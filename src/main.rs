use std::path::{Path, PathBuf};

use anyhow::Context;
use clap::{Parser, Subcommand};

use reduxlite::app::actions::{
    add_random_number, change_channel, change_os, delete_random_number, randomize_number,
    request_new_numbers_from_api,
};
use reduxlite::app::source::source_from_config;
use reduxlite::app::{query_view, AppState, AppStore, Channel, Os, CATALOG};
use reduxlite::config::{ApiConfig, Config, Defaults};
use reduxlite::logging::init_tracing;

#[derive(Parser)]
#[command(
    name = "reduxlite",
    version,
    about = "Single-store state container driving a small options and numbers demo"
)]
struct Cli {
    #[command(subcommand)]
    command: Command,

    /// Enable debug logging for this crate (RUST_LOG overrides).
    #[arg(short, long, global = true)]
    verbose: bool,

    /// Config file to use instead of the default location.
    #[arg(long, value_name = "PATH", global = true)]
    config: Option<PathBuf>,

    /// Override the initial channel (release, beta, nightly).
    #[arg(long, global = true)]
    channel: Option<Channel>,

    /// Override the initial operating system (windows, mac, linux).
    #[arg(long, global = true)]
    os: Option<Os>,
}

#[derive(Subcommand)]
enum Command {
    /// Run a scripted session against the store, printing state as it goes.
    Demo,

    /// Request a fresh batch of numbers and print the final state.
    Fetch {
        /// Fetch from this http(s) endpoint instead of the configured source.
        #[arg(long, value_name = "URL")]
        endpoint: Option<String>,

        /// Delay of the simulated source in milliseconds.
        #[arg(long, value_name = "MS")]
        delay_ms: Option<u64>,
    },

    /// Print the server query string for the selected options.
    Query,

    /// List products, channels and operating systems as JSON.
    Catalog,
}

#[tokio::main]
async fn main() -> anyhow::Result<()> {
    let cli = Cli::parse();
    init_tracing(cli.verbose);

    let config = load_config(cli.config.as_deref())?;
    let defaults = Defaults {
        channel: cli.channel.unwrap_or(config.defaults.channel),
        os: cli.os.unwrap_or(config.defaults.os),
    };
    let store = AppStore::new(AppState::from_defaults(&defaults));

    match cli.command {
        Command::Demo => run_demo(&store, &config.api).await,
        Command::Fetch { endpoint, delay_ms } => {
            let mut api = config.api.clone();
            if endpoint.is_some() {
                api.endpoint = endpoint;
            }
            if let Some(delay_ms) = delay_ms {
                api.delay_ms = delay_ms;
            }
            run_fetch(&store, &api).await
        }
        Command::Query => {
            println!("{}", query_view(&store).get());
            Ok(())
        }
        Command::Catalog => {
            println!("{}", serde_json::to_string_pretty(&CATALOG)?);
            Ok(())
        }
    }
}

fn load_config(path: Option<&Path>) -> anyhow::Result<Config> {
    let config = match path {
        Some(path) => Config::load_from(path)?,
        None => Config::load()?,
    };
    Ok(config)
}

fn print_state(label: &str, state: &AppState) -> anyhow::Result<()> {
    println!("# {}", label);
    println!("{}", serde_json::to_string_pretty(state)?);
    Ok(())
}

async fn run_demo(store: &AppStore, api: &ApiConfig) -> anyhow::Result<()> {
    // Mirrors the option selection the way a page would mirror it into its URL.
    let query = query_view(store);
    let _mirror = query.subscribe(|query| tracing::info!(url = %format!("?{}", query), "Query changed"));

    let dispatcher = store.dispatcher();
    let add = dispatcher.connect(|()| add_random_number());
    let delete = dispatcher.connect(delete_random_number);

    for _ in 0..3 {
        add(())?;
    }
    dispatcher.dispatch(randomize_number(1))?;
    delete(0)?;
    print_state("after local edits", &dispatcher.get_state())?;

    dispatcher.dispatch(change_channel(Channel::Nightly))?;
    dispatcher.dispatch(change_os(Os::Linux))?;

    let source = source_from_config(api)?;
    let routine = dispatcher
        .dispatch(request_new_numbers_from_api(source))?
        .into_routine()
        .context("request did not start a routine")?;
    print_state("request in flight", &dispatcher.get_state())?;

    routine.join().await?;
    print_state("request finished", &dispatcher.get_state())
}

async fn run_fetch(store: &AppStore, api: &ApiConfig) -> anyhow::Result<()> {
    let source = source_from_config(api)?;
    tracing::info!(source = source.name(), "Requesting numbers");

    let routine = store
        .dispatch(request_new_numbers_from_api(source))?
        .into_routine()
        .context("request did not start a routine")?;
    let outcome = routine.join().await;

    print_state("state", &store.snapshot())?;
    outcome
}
---
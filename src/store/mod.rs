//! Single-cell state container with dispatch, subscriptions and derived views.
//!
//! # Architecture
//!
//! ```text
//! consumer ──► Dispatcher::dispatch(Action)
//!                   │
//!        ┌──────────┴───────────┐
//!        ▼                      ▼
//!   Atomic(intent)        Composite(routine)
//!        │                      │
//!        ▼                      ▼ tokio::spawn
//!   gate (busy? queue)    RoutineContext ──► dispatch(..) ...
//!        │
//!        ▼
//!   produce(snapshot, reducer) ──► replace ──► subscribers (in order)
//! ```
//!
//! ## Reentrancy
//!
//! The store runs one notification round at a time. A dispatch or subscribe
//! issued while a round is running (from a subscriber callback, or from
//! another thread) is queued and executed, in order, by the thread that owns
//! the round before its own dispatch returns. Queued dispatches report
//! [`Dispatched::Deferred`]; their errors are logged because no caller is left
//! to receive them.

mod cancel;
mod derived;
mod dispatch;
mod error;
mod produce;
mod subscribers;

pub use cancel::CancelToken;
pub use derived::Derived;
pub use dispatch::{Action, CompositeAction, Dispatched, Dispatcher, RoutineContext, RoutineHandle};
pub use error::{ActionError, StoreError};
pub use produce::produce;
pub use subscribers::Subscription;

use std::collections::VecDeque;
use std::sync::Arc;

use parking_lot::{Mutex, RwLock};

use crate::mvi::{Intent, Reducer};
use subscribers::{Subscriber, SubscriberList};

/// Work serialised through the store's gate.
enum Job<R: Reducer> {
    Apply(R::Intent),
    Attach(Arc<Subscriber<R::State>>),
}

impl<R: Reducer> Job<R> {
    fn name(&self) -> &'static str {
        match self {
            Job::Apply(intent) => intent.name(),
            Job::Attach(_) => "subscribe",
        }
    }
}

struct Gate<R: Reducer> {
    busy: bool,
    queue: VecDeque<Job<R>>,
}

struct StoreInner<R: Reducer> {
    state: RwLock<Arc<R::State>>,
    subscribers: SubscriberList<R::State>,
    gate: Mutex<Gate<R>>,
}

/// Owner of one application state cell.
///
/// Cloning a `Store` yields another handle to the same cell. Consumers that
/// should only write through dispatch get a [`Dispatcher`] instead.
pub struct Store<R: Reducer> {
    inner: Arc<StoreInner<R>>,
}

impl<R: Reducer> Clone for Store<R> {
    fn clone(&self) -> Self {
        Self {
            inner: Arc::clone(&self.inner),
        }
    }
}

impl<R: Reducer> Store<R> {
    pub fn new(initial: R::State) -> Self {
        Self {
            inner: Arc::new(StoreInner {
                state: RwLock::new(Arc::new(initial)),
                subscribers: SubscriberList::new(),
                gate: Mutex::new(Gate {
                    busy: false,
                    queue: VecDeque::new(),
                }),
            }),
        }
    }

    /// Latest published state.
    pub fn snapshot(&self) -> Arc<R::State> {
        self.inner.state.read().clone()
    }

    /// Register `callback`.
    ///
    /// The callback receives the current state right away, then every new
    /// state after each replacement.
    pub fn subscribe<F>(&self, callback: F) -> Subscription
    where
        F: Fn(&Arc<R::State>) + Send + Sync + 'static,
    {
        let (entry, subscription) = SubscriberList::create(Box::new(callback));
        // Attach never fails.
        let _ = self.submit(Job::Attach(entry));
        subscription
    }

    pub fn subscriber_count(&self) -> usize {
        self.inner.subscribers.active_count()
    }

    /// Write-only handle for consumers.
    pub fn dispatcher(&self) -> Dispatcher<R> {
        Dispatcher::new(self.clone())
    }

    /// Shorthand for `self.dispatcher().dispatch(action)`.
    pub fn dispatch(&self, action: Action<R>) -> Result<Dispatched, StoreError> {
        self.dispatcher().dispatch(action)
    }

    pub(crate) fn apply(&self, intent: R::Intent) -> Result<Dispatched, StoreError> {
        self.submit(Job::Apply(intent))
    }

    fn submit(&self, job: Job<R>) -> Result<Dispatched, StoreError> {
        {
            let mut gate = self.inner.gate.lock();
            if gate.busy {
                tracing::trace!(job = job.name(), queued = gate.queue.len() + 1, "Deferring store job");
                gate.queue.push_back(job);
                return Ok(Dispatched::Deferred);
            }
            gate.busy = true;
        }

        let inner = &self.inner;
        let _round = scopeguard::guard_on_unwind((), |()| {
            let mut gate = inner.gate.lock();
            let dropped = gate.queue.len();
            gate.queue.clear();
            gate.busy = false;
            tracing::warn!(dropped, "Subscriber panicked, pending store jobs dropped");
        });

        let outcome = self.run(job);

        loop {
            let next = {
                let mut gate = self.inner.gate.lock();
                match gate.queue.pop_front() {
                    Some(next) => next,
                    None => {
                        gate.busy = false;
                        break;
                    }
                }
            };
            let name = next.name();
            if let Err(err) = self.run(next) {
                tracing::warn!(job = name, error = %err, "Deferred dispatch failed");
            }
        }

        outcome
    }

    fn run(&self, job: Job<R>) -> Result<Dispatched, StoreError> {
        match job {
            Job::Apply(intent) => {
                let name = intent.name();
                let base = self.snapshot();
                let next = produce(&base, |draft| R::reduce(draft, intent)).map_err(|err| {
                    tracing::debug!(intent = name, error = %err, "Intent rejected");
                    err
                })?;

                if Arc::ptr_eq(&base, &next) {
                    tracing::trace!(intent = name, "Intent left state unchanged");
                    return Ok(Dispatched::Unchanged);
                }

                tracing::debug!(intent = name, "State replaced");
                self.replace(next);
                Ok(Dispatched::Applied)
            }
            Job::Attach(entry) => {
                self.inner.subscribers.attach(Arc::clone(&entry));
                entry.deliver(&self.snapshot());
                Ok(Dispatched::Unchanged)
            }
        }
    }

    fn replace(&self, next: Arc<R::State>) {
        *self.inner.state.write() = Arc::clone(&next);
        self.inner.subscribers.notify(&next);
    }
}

◆ WHAT TO PRODUCE
Write out exactly the lines above between the line with "dispatcher.dispatch(change_channel(Channel::Nightly))?;" and the line with "async fn run_fetch(store: &AppStore, api: &ApiConfig)", inclusive, and nothing beyond them.

◆ OUTPUT BELOW
    dispatcher.dispatch(change_channel(Channel::Nightly))?;
    dispatcher.dispatch(change_os(Os::Linux))?;

    let source = source_from_config(api)?;
    let routine = dispatcher
        .dispatch(request_new_numbers_from_api(source))?
        .into_routine()
        .context("request did not start a routine")?;
    print_state("request in flight", &dispatcher.get_state())?;

    routine.join().await?;
    print_state("request finished", &dispatcher.get_state())
}

async fn run_fetch(store: &AppStore, api: &ApiConfig) -> anyhow::Result<()> {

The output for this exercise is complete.